Exercise goal —
Beginning with the first line of the entries below, quote each line until you reach and include the line with "impl fmt::Display for ParseFrameIdError".

Excerpted records: Begin

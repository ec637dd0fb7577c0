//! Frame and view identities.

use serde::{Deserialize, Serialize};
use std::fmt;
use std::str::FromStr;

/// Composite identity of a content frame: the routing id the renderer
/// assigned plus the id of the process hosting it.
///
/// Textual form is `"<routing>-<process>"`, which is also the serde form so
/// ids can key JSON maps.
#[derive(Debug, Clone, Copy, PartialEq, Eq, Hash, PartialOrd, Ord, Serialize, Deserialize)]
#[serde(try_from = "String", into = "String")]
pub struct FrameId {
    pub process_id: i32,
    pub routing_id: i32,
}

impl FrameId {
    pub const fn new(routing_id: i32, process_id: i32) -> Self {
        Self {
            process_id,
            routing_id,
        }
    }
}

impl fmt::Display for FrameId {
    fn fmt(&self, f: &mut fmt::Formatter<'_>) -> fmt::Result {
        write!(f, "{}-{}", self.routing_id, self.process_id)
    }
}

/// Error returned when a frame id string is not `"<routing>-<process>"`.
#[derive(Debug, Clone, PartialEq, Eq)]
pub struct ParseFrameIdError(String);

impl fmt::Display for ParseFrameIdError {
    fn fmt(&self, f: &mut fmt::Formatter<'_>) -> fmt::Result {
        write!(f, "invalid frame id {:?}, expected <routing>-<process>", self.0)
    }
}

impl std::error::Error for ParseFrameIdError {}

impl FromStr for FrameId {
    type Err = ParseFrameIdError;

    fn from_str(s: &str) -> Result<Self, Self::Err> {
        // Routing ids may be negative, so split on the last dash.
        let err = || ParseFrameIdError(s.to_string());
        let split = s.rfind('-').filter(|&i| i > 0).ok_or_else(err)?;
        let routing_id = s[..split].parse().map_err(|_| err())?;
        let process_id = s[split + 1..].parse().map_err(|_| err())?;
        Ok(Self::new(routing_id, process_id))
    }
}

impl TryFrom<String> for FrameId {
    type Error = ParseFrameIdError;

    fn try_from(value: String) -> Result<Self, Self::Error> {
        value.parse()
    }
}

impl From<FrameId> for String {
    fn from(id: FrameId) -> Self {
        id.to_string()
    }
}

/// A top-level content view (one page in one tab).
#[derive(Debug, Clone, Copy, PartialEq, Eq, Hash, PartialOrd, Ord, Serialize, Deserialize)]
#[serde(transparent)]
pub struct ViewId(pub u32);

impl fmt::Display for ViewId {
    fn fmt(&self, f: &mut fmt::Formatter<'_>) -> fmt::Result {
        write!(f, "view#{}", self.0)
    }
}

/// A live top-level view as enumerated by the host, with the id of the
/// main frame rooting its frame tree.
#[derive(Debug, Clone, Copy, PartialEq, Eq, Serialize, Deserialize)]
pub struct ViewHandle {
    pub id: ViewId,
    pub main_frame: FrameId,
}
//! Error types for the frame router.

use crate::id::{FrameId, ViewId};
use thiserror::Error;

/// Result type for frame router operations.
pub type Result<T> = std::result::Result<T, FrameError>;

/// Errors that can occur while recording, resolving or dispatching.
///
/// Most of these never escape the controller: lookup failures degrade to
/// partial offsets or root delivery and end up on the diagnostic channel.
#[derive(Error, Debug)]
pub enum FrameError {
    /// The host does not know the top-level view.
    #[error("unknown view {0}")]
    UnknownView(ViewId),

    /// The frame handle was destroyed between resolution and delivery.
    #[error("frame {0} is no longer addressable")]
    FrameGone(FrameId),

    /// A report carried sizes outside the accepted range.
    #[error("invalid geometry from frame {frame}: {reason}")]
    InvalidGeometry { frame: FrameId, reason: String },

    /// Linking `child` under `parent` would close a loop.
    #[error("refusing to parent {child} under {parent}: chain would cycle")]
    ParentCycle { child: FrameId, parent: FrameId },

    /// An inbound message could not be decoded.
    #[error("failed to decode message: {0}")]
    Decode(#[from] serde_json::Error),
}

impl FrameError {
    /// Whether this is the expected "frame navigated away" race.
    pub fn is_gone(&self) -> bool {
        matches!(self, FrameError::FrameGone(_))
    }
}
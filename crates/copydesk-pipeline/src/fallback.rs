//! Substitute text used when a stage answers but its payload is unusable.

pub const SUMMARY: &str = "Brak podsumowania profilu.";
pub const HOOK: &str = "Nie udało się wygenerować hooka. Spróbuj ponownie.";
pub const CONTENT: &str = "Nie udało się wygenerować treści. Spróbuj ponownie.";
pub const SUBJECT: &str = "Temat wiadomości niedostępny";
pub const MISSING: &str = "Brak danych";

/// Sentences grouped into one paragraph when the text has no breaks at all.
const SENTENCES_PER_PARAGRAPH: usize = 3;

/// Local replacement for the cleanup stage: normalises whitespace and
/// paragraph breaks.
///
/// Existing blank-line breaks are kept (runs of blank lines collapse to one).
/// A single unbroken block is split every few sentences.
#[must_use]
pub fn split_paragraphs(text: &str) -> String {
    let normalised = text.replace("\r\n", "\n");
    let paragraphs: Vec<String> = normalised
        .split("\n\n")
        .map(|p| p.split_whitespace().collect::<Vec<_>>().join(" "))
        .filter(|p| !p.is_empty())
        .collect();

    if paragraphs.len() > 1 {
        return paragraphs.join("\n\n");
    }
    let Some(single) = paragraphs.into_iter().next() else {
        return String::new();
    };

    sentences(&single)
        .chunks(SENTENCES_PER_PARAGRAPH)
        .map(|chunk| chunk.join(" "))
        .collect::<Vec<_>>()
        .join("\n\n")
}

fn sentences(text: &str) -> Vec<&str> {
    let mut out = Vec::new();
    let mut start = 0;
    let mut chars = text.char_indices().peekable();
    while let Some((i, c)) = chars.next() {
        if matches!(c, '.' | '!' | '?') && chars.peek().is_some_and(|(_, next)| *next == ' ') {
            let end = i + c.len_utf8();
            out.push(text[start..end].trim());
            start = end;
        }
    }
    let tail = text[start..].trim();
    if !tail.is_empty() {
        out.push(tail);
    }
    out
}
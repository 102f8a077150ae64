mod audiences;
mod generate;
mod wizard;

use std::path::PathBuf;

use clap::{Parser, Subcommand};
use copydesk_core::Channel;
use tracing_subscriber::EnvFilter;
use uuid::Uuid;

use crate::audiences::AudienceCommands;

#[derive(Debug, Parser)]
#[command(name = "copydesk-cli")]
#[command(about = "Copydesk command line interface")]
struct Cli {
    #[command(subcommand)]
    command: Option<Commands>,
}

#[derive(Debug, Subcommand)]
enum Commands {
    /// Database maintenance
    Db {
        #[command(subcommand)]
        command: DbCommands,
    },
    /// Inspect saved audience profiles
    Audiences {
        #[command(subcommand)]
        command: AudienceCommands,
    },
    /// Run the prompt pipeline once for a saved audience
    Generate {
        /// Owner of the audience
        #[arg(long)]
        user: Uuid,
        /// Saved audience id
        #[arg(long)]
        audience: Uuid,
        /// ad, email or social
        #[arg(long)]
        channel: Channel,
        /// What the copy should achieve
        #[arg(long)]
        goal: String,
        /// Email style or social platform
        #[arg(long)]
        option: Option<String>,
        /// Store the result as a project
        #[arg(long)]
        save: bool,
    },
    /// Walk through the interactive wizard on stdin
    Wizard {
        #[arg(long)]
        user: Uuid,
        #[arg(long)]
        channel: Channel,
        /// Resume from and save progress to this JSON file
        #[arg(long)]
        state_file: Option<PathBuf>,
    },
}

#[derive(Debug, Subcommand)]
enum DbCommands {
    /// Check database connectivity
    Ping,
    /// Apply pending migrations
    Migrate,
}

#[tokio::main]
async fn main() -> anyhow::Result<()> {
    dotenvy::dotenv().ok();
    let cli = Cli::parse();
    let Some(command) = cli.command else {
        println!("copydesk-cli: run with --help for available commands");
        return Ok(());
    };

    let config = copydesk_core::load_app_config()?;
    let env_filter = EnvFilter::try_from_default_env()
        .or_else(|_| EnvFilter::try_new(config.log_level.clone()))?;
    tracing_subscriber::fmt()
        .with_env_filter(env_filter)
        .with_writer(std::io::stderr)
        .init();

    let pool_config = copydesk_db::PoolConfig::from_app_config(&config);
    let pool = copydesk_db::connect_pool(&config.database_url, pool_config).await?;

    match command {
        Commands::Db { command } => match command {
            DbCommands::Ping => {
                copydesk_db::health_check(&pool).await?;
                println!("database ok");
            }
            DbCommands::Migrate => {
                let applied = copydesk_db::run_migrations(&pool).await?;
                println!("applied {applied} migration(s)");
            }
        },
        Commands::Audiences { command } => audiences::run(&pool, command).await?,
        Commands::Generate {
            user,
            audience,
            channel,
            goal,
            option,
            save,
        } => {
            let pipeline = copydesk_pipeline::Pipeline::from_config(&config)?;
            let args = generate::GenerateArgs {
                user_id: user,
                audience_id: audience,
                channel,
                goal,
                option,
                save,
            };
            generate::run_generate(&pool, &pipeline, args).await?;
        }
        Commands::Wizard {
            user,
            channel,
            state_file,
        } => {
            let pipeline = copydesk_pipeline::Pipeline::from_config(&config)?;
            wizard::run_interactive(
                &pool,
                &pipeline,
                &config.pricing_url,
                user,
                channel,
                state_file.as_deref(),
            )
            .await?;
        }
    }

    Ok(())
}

Excerpted records: End

The answer —
repository ec637dd0fb7577c0
//! Frame and view identities.

use serde::{Deserialize, Serialize};
use std::fmt;
use std::str::FromStr;

/// Composite identity of a content frame: the routing id the renderer
/// assigned plus the id of the process hosting it.
///
/// Textual form is `"<routing>-<process>"`, which is also the serde form so
/// ids can key JSON maps.
#[derive(Debug, Clone, Copy, PartialEq, Eq, Hash, PartialOrd, Ord, Serialize, Deserialize)]
#[serde(try_from = "String", into = "String")]
pub struct FrameId {
    pub process_id: i32,
    pub routing_id: i32,
}

impl FrameId {
    pub const fn new(routing_id: i32, process_id: i32) -> Self {
        Self {
            process_id,
            routing_id,
        }
    }
}

impl fmt::Display for FrameId {
    fn fmt(&self, f: &mut fmt::Formatter<'_>) -> fmt::Result {
        write!(f, "{}-{}", self.routing_id, self.process_id)
    }
}

/// Error returned when a frame id string is not `"<routing>-<process>"`.
#[derive(Debug, Clone, PartialEq, Eq)]
pub struct ParseFrameIdError(String);

impl fmt::Display for ParseFrameIdError {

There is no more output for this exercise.